I understand that the civilized world, certain North American countries excepted, holds it immoral to punish or execute an insane person.  OK -- but why?  As I understand the argument against punishment, it rests on the willful nature of an offense.  Infants, for example, aren't generally disciplined for "flippin' the bird" at their parents, because 1) they haven't learned that that gesture is offensive, yet; and, 2) they aren't actually gesturing, because they don't have control over their hands, yet.  Punishment, then, is reserved as a negative-reward for behavior that is understood to be offensive, and under the control of the offender.  An insane person, being either uncontrolled, unaware, or both, should then not be punished.

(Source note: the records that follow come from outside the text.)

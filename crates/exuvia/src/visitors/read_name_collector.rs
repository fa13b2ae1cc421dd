//! Visitor that collects top-level symbols referenced in read context.
//!
//! The collector walks an item's entire subtree in source order, which
//! covers bodies, decorators, base-class lists, and parameter/return
//! annotations, recursing into nested scopes. A name is recorded only when
//! it is loaded (not stored) and matches the top-level symbol set by plain
//! name. There is no lexical-scope resolution: a local binding that shadows
//! a top-level name still counts as a reference. That over-approximation is
//! safe for splitting since it can only force extra merging.

use ruff_python_ast::{
    Expr, ExprContext, Stmt,
    visitor::source_order::{self, SourceOrderVisitor},
};

use crate::types::FxIndexSet;

/// Collects references to known top-level symbols inside one item.
#[derive(Debug)]
pub struct ReadNameCollector<'a> {
    top_level_names: &'a FxIndexSet<String>,
    used: FxIndexSet<String>,
}

impl<'a> ReadNameCollector<'a> {
    /// Collect every top-level symbol read anywhere under `stmt`.
    pub fn collect(stmt: &Stmt, top_level_names: &'a FxIndexSet<String>) -> FxIndexSet<String> {
        let mut collector = Self {
            top_level_names,
            used: FxIndexSet::default(),
        };
        collector.visit_stmt(stmt);
        collector.used
    }
}

impl<'ast> SourceOrderVisitor<'ast> for ReadNameCollector<'_> {
    fn visit_expr(&mut self, expr: &'ast Expr) {
        if let Expr::Name(name) = expr
            && matches!(name.ctx, ExprContext::Load)
            && self.top_level_names.contains(name.id.as_str())
        {
            self.used.insert(name.id.to_string());
        }
        source_order::walk_expr(self, expr);
    }
}

#[cfg(test)]
mod tests {
    use ruff_python_parser::parse_module;

    use super::*;

    fn names(items: &[&str]) -> FxIndexSet<String> {
        items.iter().map(|s| (*s).to_string()).collect()
    }

    fn collect_from(code: &str, top: &FxIndexSet<String>) -> FxIndexSet<String> {
        let parsed = parse_module(code).unwrap();
        let module = parsed.into_syntax();
        ReadNameCollector::collect(&module.body[0], top)
    }

    #[test]
    fn test_collects_reads_not_writes() {
        let top = names(&["helper", "result"]);
        let used = collect_from("def f():\n    result = helper()\n", &top);
        assert!(used.contains("helper"));
        // `result` is only ever a write target inside f
        assert!(!used.contains("result"));
    }

    #[test]
    fn test_collects_decorators_bases_annotations() {
        let top = names(&["deco", "Base", "Arg", "Ret"]);
        let used = collect_from(
            "@deco\nclass C(Base):\n    def m(self, a: Arg) -> Ret:\n        pass\n",
            &top,
        );
        for expected in ["deco", "Base", "Arg", "Ret"] {
            assert!(used.contains(expected), "missing {expected}");
        }
    }

    #[test]
    fn test_shadowed_local_still_counts() {
        // Deliberate over-approximation: the local `helper` shadows the
        // top-level one, but the read is still recorded.
        let top = names(&["helper"]);
        let used = collect_from("def f():\n    helper = 1\n    return helper\n", &top);
        assert!(used.contains("helper"));
    }

    #[test]
    fn test_ignores_unknown_names() {
        let top = names(&["known"]);
        let used = collect_from("def f():\n    return unknown()\n", &top);
        assert!(used.is_empty());
    }
}
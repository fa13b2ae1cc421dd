//! AST visitor implementations for exuvia.

mod read_name_collector;

pub use read_name_collector::ReadNameCollector;
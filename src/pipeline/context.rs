//! Request context management.
//!
//! Gives each submission, batch and sweep a short id for log correlation.

use chrono::{DateTime, Utc};
use uuid::Uuid;

use crate::logging::structured::LogContext;

/// Context for one engine call.
#[derive(Debug, Clone)]
pub struct RequestContext {
    pub request_id: String,
    pub received_at: DateTime<Utc>,
}

impl RequestContext {
    pub fn new(received_at: DateTime<Utc>) -> Self {
        Self::with_prefix("req", received_at)
    }

    pub fn batch(received_at: DateTime<Utc>) -> Self {
        Self::with_prefix("batch", received_at)
    }

    pub fn sweep(received_at: DateTime<Utc>) -> Self {
        Self::with_prefix("sweep", received_at)
    }

    fn with_prefix(prefix: &str, received_at: DateTime<Utc>) -> Self {
        let request_id = format!("{}-{}", prefix, &Uuid::new_v4().to_string()[..8]);
        Self {
            request_id,
            received_at,
        }
    }

    /// Context for item `index` of a batch.
    pub fn item(&self, index: usize) -> Self {
        Self {
            request_id: format!("{}#{}", self.request_id, index),
            received_at: self.received_at,
        }
    }

    pub fn log_context(&self) -> LogContext {
        LogContext::new(&self.request_id)
    }
}
impl StrategyRow {
    fn read(row: &Row<'_>) -> rusqlite::Result<Self> {
        Ok(Self {
            id: row.get(0)?,
            provider_id: row.get(1)?,
            service_id: row.get(2)?,
            strategy_hash: row.get(3)?,
            args: row.get(4)?,
            success_count: row.get(5)?,
            fail_count: row.get(6)?,
            avg_latency_ms: row.get(7)?,
            recent_success: row.get(8)?,
            recent_fail: row.get(9)?,
            recent_as_of: row.get(10)?,
            last_confirmed: row.get(11)?,
            first_reported: row.get(12)?,
            status: row.get(13)?,
        })
    }

    fn decode(self) -> EngineResult<Strategy> {
        let id = self.id.to_string();
        let status = self
            .status
            .parse::<StrategyStatus>()
            .map_err(|reason| EngineError::CorruptRecord {
                id: id.clone(),
                reason,
            })?;
        let args: Value = serde_json::from_str(&self.args)?;
        Ok(Strategy {
            id: StrategyId(self.id),
            key: StrategyKey {
                provider_id: self.provider_id,
                service_id: self.service_id,
                strategy_hash: self.strategy_hash,
            },
            args,
            success_count: self.success_count.max(0) as u64,
            fail_count: self.fail_count.max(0) as u64,
            avg_latency_ms: self.avg_latency_ms,
            recent_success: self.recent_success,
            recent_fail: self.recent_fail,
            recent_as_of: from_millis(&id, self.recent_as_of)?,
            last_confirmed: self
                .last_confirmed
                .map(|ms| from_millis(&id, ms))
                .transpose()?,
            first_reported: from_millis(&id, self.first_reported)?,
            status,
        })
    }
}
//! Storage module.
//!
//! Store traits plus two implementations: an in-memory store with per-key
//! locking and a SQLite store using the `strategies` / `reports` /
//! `services_catalog` schema.

pub mod memory;
pub mod models;
pub mod queries;
pub mod sqlite;

use std::collections::HashMap;

use chrono::{DateTime, Utc};

use crate::error::EngineResult;

pub use memory::MemoryStore;
pub use models::*;
pub use sqlite::SqliteStore;

/// Computes the next state of a strategy from its current state (`None` if
/// the key has no record yet). Must be pure: stores may call it again on retry.
pub type StrategyFold<'a> = &'a dyn Fn(Option<&Strategy>) -> Strategy;

/// Re-derives a status from a stored record.
pub type StatusFold<'a> = &'a dyn Fn(&Strategy) -> StrategyStatus;

/// Result of a committed report.
#[derive(Debug, Clone)]
pub struct Committed {
    pub strategy: Strategy,
    pub previous_status: Option<StrategyStatus>,
    pub report_id: ReportId,
}

/// Result of a status-only re-evaluation that changed the record.
#[derive(Debug, Clone)]
pub struct Reclassified {
    pub strategy: Strategy,
    pub previous_status: StrategyStatus,
}

/// Durable keyed storage for strategy records.
pub trait StrategyStore: Send + Sync {
    fn get(&self, key: &StrategyKey) -> EngineResult<Option<Strategy>>;

    fn get_by_id(&self, id: StrategyId) -> EngineResult<Option<Strategy>>;

    /// Get-or-create `key`, replace it with `fold(current)` and append `report`
    /// linked to the resolved id. Serialized per key; all-or-nothing.
    fn commit(
        &self,
        key: &StrategyKey,
        report: &NewReport,
        fold: StrategyFold<'_>,
    ) -> EngineResult<Committed>;

    /// Re-derive the status of an existing record under the same per-key
    /// serialization as `commit`. Returns `Some` only when the status changed.
    fn reclassify(
        &self,
        key: &StrategyKey,
        evaluate: StatusFold<'_>,
    ) -> EngineResult<Option<Reclassified>>;

    /// Strategies for one (provider, service) whose stored status is in `statuses`.
    fn list_for_service(
        &self,
        provider_id: &str,
        service_id: &str,
        statuses: &[StrategyStatus],
    ) -> EngineResult<Vec<Strategy>>;

    /// Strategies for one service under any provider.
    fn list_for_service_any_provider(
        &self,
        service_id: &str,
        statuses: &[StrategyStatus],
    ) -> EngineResult<Vec<Strategy>>;

    /// Keys of non-deprecated strategies whose last success (or creation, if
    /// never confirmed) is older than `cutoff`.
    fn stale_candidates(&self, cutoff: DateTime<Utc>) -> EngineResult<Vec<StrategyKey>>;

    fn status_counts(&self) -> EngineResult<StatusCounts>;

    /// Count of non-deprecated strategies per service for one provider.
    fn servable_counts_by_service(&self, provider_id: &str) -> EngineResult<HashMap<String, u64>>;
}

/// Append-only store of individual outcome reports.
pub trait ReportLedger: Send + Sync {
    fn append(&self, strategy_id: Option<StrategyId>, report: &NewReport) -> EngineResult<ReportId>;

    /// Reports from `fingerprint` with `reported_at > since`, oldest first.
    fn recent_by_fingerprint(
        &self,
        fingerprint: &str,
        since: DateTime<Utc>,
    ) -> EngineResult<Vec<Report>>;

    /// Every report linked to one strategy, oldest first.
    fn by_strategy(&self, strategy_id: StrategyId) -> EngineResult<Vec<Report>>;
}

/// Read-only lookup of protected services.
pub trait ServiceCatalog: Send + Sync {
    fn get_service(&self, service_id: &str) -> EngineResult<Option<ServiceCatalogEntry>>;

    fn list_services(&self) -> EngineResult<Vec<ServiceCatalogEntry>>;
}

/// A backend holding both strategies and the ledger, so a report and its
/// aggregate update can commit together.
pub trait Store: StrategyStore + ReportLedger {}

impl<T: StrategyStore + ReportLedger> Store for T {}
//! Admission control.
//!
//! Decides whether an incoming report may be accepted before it touches the
//! ledger or any aggregate:
//! - Sliding-window limits per fingerprint (overall, per strategy, distinct strategies)
//! - Per-fingerprint gates ordering checks against appends

pub mod decision;
pub mod gate;
pub mod guard;

pub use decision::*;
pub use gate::*;
pub use guard::*;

But, an offender actually did harm to someone.  (Yes, I know there are lots of offenses that don't actually harm others.  I'm not thinking about those, here.  I could argue that they shouldn't be considered offenses, but this post is long enough, eh?)  That means the offender has objectively demonstrated a capacity for harm.  Further, the offender is incapable of preventing additional harm.  That leaves two options -- remove the offender from the possibility of committing future offenses, or leave him be and accept any future harm as the cost of not engaging in pointless punishment of an insane person.  Option 1 reduces to execution or imprisonment.  Both of those are generally considered a form of punishment.  So the attempt to avoid punishment results in punishment.  Option 2 fulfills the requirement to avoid punishment, but it leaves everyone else exposed to future offense.  (This is where I am with Sani, right now.  Although I can still hope that the drugs will change his behavior.)

For me, personally, this is where I part company from the civilized world.  I think the magnitude of the possible offense can be sufficient to merit either execution or incarceration.  On the other hand, I also think that the magnitude of the offense can merit turning a blind-eye.  If we're talking about an exhibitionist, then so what?  Let him go; the time, effort, and money spent executing or incarcerating him far outweigh any possible harm he might do.  Back to the first hand, if he's a serial rapist, then he is likely to hurt people again.  In that instance, I think we incarcerate or execute him.  (Yes, I know I picked extreme cases, and that the difficulty lies in the middle.)  Granted, it won't get him to change his behavior.  But we've already concluded he's insane -- he won't change his behavior, regardless.  What I'm doing is the only thing I can do to change his behavior.  The irony here, is that we're avoiding punishing him by engaging in exactly those actions that would otherwise be used to punish him.

Returning to the original context of Sani & spraying, this means I'm nearing the point of irrationality with his condition.  If the drugs don't work, then either I must irrationally execute him, or irrationally allow him to destroy my house.  Is there such a thing as a "Crazy Cat Gentleman?"